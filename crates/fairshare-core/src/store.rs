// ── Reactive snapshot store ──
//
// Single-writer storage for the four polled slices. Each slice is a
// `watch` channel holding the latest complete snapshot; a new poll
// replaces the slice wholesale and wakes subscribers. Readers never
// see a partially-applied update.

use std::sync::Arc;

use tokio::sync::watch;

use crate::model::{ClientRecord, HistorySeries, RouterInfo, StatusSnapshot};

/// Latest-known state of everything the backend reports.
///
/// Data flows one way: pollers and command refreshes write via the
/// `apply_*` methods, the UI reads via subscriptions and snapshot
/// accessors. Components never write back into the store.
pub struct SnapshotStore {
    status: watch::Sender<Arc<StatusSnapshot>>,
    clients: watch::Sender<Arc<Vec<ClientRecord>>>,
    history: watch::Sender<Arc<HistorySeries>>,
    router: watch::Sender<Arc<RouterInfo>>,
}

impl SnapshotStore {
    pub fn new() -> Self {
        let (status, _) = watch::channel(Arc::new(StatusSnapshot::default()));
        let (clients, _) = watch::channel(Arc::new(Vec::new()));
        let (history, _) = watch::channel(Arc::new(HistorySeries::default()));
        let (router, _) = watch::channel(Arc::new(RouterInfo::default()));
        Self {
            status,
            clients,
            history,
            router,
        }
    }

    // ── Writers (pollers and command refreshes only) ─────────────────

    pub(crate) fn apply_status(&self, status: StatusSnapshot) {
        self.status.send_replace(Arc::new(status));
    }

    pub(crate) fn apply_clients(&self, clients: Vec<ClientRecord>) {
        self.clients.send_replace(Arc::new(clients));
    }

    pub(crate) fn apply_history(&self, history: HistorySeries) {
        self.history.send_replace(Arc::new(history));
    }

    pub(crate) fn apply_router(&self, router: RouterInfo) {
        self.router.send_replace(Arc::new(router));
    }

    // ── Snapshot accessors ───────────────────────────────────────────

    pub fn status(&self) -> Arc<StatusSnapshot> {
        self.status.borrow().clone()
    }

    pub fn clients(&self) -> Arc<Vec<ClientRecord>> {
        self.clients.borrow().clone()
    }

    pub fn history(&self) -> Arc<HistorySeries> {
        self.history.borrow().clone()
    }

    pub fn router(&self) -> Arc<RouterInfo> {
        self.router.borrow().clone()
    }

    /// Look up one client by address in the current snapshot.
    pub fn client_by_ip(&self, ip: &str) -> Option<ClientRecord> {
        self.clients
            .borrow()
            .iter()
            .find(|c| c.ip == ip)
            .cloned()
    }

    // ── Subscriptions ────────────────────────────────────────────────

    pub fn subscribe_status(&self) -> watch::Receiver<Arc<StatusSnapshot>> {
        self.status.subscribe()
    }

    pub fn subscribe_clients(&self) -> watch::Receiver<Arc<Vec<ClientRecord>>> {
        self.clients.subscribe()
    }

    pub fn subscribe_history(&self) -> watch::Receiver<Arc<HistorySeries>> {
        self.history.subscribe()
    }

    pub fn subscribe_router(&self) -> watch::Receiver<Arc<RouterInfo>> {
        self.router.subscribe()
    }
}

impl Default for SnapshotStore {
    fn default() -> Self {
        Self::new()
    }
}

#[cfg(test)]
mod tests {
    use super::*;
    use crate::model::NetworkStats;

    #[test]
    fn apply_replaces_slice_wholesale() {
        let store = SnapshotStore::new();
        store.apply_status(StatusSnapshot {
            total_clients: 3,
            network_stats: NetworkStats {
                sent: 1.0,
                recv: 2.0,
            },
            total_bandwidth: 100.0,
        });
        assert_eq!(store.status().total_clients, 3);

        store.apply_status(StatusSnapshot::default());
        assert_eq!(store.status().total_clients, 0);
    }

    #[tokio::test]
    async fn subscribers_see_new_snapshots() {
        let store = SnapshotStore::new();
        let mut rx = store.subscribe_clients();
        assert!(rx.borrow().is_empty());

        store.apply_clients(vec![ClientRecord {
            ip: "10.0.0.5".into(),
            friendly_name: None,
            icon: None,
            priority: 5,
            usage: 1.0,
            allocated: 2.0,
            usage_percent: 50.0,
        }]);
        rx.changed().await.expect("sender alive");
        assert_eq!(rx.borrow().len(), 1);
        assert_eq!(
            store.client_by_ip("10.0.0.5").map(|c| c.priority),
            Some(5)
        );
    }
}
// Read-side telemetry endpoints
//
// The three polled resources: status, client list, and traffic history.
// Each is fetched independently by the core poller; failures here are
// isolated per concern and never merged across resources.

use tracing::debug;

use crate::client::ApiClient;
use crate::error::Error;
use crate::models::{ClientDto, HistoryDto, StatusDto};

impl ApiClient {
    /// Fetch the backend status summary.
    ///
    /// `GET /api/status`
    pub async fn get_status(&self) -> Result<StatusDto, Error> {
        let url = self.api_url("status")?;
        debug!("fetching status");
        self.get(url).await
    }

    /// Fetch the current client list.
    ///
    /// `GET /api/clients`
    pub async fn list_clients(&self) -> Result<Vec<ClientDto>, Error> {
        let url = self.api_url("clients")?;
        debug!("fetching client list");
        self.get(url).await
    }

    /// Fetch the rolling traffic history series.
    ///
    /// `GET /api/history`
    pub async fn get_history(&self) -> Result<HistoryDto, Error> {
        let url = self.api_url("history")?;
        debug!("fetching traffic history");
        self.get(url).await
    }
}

----------------

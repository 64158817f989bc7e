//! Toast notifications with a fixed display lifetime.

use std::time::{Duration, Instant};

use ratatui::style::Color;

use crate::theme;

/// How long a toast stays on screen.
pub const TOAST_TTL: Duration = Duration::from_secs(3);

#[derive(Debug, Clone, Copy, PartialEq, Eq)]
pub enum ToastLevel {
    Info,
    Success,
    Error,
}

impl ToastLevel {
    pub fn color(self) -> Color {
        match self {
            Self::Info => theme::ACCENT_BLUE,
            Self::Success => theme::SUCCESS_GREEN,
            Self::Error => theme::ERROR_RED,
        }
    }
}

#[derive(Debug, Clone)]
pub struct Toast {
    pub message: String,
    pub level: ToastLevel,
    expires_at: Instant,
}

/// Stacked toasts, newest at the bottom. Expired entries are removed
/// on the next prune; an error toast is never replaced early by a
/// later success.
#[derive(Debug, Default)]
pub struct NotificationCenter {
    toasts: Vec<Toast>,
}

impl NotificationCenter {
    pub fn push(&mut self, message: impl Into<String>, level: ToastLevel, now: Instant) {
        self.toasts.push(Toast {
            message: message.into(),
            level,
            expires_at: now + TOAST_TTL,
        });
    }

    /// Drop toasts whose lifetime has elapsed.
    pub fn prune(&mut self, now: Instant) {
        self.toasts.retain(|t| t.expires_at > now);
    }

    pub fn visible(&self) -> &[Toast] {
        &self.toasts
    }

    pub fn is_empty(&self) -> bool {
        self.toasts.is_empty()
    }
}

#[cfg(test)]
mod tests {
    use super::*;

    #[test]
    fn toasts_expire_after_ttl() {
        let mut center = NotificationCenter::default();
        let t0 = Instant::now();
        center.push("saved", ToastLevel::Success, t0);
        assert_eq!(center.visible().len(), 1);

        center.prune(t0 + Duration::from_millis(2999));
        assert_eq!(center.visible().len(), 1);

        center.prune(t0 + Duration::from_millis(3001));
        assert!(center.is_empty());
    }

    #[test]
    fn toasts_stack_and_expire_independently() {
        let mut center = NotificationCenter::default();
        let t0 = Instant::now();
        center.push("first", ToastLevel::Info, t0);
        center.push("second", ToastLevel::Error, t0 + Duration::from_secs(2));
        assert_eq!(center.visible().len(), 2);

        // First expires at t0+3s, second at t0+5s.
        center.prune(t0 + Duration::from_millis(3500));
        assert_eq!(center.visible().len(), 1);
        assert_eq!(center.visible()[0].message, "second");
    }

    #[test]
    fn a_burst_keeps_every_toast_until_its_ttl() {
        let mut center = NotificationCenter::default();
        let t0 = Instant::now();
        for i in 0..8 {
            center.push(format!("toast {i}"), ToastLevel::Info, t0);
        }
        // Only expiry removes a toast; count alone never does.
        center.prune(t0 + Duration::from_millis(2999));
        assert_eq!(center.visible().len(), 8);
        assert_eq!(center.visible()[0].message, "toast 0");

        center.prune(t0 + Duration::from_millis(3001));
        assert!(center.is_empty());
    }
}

----------------

Nothing but a number is needed: the count of lines above that contain "StatusSnapshot".

8